* _Work to be completed_
In the data, find the word "driver" and copy out every line that has it.

[Stored data]

::::::::

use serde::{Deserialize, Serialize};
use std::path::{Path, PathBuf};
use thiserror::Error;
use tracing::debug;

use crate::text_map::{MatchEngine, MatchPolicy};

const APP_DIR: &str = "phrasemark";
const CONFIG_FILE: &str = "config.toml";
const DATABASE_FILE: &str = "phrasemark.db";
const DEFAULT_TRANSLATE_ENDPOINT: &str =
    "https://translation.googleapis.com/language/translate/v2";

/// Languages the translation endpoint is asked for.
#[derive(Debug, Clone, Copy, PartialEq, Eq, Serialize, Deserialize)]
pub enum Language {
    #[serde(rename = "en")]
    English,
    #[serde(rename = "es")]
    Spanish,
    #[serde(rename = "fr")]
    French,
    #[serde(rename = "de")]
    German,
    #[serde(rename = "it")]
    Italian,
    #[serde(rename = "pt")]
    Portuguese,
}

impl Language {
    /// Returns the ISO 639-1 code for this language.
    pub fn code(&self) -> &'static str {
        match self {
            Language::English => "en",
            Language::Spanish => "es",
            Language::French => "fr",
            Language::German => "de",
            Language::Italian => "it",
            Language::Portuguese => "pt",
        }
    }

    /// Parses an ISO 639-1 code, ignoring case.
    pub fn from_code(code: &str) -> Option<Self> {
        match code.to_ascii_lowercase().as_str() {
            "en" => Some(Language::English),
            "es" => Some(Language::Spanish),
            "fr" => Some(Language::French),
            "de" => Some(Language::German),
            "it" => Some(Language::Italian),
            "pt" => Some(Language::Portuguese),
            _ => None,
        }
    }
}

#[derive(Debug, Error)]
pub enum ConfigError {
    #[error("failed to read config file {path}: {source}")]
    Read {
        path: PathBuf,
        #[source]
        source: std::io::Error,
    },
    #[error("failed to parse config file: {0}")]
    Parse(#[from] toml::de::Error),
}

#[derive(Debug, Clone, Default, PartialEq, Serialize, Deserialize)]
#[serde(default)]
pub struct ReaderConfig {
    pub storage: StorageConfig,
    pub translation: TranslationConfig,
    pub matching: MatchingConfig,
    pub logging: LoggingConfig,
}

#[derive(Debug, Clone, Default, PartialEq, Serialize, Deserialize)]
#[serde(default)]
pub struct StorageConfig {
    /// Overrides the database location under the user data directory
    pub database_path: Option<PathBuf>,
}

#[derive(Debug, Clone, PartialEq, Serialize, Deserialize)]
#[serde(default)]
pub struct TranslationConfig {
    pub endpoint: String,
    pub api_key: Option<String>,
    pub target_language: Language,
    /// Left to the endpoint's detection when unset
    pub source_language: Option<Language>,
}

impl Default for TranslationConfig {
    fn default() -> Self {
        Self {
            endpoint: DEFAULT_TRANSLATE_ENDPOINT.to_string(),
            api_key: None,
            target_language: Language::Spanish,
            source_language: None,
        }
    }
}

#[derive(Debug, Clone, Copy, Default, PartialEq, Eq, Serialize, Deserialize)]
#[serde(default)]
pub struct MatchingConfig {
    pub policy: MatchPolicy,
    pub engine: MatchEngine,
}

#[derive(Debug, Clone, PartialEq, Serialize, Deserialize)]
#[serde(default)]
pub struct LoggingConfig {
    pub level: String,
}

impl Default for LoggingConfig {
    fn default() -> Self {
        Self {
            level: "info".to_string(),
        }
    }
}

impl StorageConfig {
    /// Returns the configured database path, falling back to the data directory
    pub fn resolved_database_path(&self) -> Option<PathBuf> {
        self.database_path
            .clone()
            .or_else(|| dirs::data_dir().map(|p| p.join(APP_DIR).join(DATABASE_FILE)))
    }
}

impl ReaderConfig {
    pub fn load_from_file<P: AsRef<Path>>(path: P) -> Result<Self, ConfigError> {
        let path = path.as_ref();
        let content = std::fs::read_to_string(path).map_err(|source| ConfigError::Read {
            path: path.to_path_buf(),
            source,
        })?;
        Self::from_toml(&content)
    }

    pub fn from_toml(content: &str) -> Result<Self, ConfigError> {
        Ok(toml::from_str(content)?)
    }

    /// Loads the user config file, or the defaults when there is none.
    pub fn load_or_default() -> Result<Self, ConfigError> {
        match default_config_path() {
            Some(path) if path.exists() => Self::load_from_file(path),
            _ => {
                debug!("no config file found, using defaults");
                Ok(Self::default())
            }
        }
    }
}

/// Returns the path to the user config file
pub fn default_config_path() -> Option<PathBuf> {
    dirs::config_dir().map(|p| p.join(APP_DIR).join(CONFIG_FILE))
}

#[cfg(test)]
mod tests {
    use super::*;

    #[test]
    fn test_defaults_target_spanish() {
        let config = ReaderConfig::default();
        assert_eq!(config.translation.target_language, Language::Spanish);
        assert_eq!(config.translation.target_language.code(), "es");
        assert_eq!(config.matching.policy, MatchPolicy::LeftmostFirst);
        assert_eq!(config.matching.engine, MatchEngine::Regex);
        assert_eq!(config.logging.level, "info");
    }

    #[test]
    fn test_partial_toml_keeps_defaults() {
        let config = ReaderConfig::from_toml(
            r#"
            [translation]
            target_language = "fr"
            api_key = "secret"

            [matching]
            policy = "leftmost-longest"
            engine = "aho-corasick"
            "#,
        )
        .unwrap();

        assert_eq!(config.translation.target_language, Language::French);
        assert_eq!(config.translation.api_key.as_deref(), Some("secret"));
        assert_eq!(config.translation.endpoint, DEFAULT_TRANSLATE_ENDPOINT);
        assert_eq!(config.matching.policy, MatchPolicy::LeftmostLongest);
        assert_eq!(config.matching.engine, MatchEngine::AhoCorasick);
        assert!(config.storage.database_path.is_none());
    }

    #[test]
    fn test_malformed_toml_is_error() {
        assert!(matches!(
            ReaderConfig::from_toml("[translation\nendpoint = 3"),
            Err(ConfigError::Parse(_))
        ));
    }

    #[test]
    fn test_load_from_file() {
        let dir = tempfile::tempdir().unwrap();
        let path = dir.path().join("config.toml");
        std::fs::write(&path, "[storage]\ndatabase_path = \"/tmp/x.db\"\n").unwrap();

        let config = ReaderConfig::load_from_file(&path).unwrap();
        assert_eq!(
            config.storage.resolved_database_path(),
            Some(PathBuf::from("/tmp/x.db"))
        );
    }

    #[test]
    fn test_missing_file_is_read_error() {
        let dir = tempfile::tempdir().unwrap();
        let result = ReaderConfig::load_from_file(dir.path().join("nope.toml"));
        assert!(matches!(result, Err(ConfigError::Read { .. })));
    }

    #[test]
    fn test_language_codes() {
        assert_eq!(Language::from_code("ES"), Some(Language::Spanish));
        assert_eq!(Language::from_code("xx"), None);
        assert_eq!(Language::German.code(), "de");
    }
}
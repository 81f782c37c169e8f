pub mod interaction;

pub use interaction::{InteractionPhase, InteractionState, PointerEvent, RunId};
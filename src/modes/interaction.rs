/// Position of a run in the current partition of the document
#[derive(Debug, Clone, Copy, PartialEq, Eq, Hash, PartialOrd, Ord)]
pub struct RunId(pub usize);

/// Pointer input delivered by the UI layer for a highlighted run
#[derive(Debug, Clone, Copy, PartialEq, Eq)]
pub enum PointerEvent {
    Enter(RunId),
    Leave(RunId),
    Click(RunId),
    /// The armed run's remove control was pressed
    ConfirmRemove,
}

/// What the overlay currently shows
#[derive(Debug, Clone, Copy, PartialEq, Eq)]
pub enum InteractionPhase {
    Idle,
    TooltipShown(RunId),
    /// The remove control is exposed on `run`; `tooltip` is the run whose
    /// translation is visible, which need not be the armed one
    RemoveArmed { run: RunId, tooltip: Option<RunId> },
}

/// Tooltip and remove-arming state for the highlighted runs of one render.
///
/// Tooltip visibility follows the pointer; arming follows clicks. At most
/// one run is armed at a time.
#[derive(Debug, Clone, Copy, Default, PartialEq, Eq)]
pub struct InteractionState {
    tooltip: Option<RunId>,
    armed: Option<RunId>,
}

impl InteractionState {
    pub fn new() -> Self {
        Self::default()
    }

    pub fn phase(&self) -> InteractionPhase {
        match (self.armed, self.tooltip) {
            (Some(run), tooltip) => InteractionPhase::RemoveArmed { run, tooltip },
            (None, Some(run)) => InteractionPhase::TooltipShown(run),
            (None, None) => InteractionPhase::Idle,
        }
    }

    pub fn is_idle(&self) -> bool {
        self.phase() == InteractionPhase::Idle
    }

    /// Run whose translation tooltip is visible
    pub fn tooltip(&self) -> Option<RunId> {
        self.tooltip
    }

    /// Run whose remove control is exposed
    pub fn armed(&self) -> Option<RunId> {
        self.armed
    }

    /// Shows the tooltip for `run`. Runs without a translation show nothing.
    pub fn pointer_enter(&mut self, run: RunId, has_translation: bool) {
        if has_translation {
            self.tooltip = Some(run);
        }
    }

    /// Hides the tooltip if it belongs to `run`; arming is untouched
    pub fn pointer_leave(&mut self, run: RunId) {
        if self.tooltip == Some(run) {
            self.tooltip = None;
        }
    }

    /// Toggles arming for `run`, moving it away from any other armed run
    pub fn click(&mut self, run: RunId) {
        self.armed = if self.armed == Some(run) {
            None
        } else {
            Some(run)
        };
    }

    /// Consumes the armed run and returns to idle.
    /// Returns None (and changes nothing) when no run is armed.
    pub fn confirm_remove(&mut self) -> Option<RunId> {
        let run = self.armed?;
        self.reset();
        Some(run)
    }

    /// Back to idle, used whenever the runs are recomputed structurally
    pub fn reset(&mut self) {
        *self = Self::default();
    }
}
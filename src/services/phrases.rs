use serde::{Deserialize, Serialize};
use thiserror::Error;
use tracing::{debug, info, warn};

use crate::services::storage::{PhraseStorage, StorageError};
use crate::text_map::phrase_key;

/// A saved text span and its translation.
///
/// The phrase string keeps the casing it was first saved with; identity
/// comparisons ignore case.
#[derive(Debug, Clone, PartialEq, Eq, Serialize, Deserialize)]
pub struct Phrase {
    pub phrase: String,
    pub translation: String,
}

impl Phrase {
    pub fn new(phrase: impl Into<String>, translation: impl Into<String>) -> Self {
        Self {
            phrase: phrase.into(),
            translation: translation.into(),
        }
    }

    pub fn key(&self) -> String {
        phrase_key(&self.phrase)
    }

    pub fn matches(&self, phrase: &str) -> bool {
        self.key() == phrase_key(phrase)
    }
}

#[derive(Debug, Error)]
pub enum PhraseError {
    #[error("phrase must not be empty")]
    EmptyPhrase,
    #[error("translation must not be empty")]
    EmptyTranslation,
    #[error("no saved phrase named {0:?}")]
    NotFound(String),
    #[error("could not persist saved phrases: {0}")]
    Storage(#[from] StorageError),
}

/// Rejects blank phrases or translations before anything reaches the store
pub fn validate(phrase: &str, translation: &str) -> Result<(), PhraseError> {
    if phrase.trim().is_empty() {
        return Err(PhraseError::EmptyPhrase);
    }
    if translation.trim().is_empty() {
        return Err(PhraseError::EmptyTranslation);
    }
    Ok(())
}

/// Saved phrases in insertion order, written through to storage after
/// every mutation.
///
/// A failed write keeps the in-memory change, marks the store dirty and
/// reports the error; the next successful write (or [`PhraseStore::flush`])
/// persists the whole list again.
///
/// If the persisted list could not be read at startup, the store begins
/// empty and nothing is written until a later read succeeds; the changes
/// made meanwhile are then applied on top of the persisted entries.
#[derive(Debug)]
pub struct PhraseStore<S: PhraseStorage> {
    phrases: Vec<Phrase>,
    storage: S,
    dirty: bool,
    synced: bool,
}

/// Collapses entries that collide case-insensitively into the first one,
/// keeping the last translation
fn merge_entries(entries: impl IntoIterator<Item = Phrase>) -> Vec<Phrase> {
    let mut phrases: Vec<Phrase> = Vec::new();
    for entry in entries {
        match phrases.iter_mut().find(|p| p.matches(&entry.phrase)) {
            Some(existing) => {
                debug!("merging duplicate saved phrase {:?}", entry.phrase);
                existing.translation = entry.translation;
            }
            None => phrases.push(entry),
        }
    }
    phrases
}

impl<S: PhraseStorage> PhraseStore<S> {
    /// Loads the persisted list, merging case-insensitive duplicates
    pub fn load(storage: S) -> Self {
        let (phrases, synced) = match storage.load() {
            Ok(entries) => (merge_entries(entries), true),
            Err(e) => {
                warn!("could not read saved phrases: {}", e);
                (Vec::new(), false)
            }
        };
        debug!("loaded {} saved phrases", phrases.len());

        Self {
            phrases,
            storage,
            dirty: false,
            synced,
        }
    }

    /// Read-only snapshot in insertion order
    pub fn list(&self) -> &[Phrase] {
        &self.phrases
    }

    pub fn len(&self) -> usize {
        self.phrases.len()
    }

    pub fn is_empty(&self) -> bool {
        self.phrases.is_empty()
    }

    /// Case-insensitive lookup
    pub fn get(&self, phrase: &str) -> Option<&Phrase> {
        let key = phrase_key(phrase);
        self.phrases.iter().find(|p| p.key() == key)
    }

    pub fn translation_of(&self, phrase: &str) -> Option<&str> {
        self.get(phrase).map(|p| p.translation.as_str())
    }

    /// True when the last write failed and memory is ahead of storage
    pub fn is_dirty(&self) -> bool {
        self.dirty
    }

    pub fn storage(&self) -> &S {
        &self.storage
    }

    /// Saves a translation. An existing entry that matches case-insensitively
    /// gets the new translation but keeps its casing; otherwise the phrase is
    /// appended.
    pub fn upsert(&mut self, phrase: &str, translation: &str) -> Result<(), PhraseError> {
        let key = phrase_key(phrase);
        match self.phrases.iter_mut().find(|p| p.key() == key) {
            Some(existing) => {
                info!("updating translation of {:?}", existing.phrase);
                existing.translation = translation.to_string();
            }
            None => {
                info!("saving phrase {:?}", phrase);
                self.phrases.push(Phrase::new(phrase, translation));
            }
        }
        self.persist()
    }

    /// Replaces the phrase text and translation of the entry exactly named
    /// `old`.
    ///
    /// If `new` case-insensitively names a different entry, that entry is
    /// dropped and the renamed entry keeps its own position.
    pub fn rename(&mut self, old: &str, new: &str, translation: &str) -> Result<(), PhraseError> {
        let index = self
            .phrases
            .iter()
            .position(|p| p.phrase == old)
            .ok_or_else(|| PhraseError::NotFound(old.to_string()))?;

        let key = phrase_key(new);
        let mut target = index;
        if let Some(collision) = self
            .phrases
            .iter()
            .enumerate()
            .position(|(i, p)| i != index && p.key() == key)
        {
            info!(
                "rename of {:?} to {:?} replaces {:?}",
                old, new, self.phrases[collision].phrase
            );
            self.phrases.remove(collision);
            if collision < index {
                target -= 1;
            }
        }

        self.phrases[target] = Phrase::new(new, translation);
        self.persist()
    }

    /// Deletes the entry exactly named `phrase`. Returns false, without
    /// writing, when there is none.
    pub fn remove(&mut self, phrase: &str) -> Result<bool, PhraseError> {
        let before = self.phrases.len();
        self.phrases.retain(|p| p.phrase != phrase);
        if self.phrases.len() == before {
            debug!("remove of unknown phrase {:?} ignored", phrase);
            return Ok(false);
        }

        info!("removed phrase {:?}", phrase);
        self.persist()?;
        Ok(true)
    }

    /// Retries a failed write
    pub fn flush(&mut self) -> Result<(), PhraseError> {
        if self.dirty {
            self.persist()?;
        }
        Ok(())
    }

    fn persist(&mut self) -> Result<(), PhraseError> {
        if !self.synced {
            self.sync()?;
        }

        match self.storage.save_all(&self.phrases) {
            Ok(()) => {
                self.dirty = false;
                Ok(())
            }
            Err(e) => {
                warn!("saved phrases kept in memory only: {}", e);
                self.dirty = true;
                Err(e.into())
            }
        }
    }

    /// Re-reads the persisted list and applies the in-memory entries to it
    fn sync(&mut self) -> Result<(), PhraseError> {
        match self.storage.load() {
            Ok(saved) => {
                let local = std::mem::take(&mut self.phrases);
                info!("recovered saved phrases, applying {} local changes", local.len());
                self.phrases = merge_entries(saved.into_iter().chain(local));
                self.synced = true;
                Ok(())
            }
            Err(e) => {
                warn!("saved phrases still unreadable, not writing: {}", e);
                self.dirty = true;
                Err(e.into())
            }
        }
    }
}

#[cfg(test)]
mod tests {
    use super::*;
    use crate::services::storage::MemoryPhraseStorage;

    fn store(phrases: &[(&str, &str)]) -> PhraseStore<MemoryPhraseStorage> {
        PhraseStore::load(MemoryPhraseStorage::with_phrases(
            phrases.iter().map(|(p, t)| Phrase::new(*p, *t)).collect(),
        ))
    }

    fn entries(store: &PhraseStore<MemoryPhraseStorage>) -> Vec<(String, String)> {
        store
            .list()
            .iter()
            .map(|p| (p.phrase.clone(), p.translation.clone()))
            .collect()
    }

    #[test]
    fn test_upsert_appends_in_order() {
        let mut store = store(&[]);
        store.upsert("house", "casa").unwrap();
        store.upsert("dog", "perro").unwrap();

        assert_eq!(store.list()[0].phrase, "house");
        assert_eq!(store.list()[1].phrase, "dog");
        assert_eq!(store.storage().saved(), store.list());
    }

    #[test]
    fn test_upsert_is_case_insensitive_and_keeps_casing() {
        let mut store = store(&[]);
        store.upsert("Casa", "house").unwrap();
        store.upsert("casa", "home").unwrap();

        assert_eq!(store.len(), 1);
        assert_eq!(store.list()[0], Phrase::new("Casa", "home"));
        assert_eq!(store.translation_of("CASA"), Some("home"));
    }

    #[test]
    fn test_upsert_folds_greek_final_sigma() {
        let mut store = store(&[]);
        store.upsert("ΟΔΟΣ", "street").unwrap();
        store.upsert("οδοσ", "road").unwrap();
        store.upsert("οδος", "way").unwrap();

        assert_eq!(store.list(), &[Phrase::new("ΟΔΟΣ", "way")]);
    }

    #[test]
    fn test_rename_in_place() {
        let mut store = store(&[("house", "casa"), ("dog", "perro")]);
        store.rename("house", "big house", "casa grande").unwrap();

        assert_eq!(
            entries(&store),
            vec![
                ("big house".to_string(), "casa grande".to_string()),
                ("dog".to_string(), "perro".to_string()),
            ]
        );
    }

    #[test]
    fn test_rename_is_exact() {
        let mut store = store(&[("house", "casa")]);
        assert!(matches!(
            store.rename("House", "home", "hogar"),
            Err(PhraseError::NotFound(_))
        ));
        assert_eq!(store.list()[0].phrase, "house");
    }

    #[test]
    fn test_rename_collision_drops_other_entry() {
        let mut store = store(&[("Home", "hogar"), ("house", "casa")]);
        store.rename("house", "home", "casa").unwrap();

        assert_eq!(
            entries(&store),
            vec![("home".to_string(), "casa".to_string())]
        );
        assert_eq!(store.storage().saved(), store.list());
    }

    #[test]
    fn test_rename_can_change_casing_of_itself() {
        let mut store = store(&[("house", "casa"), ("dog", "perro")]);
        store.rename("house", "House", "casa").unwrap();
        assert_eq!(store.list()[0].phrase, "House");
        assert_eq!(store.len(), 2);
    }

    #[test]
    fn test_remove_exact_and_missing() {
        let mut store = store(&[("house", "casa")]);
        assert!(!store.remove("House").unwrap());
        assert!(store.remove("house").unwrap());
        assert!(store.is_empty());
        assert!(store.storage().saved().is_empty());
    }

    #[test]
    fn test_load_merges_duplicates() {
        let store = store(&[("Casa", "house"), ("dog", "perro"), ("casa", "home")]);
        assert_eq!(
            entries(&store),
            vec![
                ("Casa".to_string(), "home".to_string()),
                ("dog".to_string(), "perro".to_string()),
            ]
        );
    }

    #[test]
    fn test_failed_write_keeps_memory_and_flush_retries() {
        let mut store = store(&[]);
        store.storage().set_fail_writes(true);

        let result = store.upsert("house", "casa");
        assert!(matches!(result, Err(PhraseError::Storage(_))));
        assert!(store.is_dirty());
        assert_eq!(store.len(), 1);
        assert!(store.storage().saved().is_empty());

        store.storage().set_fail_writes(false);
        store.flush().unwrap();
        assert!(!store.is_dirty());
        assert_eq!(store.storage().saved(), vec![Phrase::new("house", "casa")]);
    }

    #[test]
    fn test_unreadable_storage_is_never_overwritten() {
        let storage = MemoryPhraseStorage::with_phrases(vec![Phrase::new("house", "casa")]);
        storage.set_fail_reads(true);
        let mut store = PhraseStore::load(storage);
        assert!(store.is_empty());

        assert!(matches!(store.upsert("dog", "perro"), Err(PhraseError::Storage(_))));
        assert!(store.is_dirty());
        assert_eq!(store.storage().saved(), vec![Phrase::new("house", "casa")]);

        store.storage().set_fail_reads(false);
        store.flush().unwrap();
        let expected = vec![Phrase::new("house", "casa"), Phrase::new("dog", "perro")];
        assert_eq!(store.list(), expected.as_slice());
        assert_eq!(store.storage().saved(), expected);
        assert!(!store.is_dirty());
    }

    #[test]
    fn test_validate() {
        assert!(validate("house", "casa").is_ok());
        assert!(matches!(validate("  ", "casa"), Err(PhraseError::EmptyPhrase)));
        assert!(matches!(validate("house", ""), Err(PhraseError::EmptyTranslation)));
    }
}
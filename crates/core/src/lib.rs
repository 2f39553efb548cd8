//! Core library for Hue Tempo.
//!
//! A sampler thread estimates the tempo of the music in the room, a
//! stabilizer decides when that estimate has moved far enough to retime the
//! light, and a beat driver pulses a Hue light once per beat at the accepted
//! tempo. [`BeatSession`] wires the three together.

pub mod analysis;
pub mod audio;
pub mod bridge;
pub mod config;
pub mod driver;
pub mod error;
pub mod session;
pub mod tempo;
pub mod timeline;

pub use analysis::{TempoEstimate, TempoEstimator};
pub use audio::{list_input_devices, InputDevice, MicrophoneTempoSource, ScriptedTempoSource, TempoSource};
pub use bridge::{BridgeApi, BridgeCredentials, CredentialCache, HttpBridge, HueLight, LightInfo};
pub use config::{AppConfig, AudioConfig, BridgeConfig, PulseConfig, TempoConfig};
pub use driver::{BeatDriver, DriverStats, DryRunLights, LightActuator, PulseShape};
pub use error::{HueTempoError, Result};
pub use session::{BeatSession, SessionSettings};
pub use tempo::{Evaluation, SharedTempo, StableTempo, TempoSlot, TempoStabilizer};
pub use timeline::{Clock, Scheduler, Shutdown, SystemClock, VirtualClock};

::::::::

* _Answer box_
//! light, and a beat driver pulses a Hue light once per beat at the accepted
pub mod driver;
pub use driver::{BeatDriver, DriverStats, DryRunLights, LightActuator, PulseShape};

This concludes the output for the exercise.